▸ Work order
The result must match the data exactly, line for line.

─── Records provided ───

//! # Compaction Module
//!
//! Rewrites the reachable records of one store into another.
//!
//! Appends are never undone in place, so a long-lived file accumulates
//! bytes no chain pointer reaches:
//!
//! - records orphaned by a crash between writing and linking;
//! - string objects duplicated across write sessions (the string cache
//!   only spans one session).
//!
//! Compaction walks the source chain from the head and appends every record
//! to a fresh destination with its original identifier preserved, so the
//! copy is ordered and identified exactly like the source.  An optional
//! predicate drops unwanted records along the way.


use std::fs;
use std::path::Path;
use std::sync::Arc;

use tracing::{info, warn};

use crate::query::Predicate;
use crate::reader::Reader;
use crate::store::{Cursor, IdAllocator, Store};
use crate::{StoreConfig, StoreError};

/// Counters reported by [`compact`].
#[derive(Debug, Default, Clone, Copy, PartialEq, Eq)]
pub struct CompactionStats {
    /// Records appended to the destination.
    pub copied: usize,

    /// Records rejected by the filter.
    pub filtered: usize,

    /// Records skipped because they could not be decoded.
    pub unreadable: usize,
}

/// Copies every record reachable in `source` into `destination`.
///
/// Records rejected by `filter` are not copied.  A record that cannot be
/// decoded is counted and skipped; a failure to write the destination
/// aborts the copy.
pub fn compact<C>(
    source: &mut C,
    destination: &mut Store,
    filter: Option<&dyn Predicate>,
) -> Result<CompactionStats, StoreError>
where
    C: Cursor + ?Sized,
{
    let mut stats = CompactionStats::default();

    let mut step = source.to_first();
    loop {
        let id = match step {
            Ok(id) => id,
            Err(StoreError::NoRecords) => break,
            Err(e) => return Err(e),
        };

        match source.read_current() {
            Ok(record) => {
                if filter.is_none_or(|f| f.matches(&record)) {
                    destination.append(&record, true)?;
                    stats.copied += 1;
                } else {
                    stats.filtered += 1;
                }
            }
            Err(e) => {
                warn!(id, error = %e, "skipping unreadable record during compaction");
                stats.unreadable += 1;
            }
        }

        step = source.to_next();
    }

    info!(
        destination = %destination.path().display(),
        copied = stats.copied,
        filtered = stats.filtered,
        unreadable = stats.unreadable,
        "compaction finished"
    );

    Ok(stats)
}

/// Compacts the store at `source` into a new store at `destination`.
///
/// `destination` must not exist yet (or be empty).  Legacy sources are not
/// supported here; open them with
/// [`Reader::open_with_legacy`] and call [`compact`] directly.
pub fn compact_file(
    source: impl AsRef<Path>,
    destination: impl AsRef<Path>,
    config: &StoreConfig,
) -> Result<CompactionStats, StoreError> {
    let destination = destination.as_ref();
    if fs::metadata(destination).is_ok_and(|m| m.len() > 0) {
        return Err(StoreError::InvalidArgument(format!(
            "{} already exists",
            destination.display()
        )));
    }

    let mut reader = Reader::open(source)?;
    let mut output = Store::open_for_write(destination, config, Arc::new(IdAllocator::new()))?;

    let stats = compact(&mut reader, &mut output, None)?;

    output.close()?;
    reader.close()?;
    Ok(stats)
}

───

▸ Answer space
//! # Compaction Module
//!
//! Rewrites the reachable records of one store into another.
//!
//! Appends are never undone in place, so a long-lived file accumulates
//! bytes no chain pointer reaches:
//!
//! - records orphaned by a crash between writing and linking;
//! - string objects duplicated across write sessions (the string cache
//!   only spans one session).
//!
//! Compaction walks the source chain from the head and appends every record
//! to a fresh destination with its original identifier preserved, so the
//! copy is ordered and identified exactly like the source.  An optional
//! predicate drops unwanted records along the way.


use std::fs;
use std::path::Path;
use std::sync::Arc;

use tracing::{info, warn};

use crate::query::Predicate;
use crate::reader::Reader;
use crate::store::{Cursor, IdAllocator, Store};
use crate::{StoreConfig, StoreError};

/// Counters reported by [`compact`].
#[derive(Debug, Default, Clone, Copy, PartialEq, Eq)]
pub struct CompactionStats {
    /// Records appended to the destination.
    pub copied: usize,

    /// Records rejected by the filter.
    pub filtered: usize,

    /// Records skipped because they could not be decoded.
    pub unreadable: usize,
}

/// Copies every record reachable in `source` into `destination`.
///
/// Records rejected by `filter` are not copied.  A record that cannot be
/// decoded is counted and skipped; a failure to write the destination
/// aborts the copy.
pub fn compact<C>(
    source: &mut C,
    destination: &mut Store,
    filter: Option<&dyn Predicate>,
) -> Result<CompactionStats, StoreError>
where
    C: Cursor + ?Sized,
{
    let mut stats = CompactionStats::default();

    let mut step = source.to_first();
    loop {
        let id = match step {
            Ok(id) => id,
            Err(StoreError::NoRecords) => break,
            Err(e) => return Err(e),
        };

        match source.read_current() {
            Ok(record) => {
                if filter.is_none_or(|f| f.matches(&record)) {
                    destination.append(&record, true)?;
                    stats.copied += 1;
                } else {
                    stats.filtered += 1;
                }
            }
            Err(e) => {
                warn!(id, error = %e, "skipping unreadable record during compaction");
                stats.unreadable += 1;
            }
        }

        step = source.to_next();
    }

    info!(
        destination = %destination.path().display(),
        copied = stats.copied,
        filtered = stats.filtered,
        unreadable = stats.unreadable,
        "compaction finished"
    );

    Ok(stats)
}

/// Compacts the store at `source` into a new store at `destination`.
///
/// `destination` must not exist yet (or be empty).  Legacy sources are not
/// supported here; open them with
/// [`Reader::open_with_legacy`] and call [`compact`] directly.
pub fn compact_file(
    source: impl AsRef<Path>,
    destination: impl AsRef<Path>,
    config: &StoreConfig,
) -> Result<CompactionStats, StoreError> {
    let destination = destination.as_ref();
    if fs::metadata(destination).is_ok_and(|m| m.len() > 0) {
        return Err(StoreError::InvalidArgument(format!(
            "{} already exists",
            destination.display()
        )));
    }

    let mut reader = Reader::open(source)?;
    let mut output = Store::open_for_write(destination, config, Arc::new(IdAllocator::new()))?;

    let stats = compact(&mut reader, &mut output, None)?;

    output.close()?;
    reader.close()?;
    Ok(stats)
}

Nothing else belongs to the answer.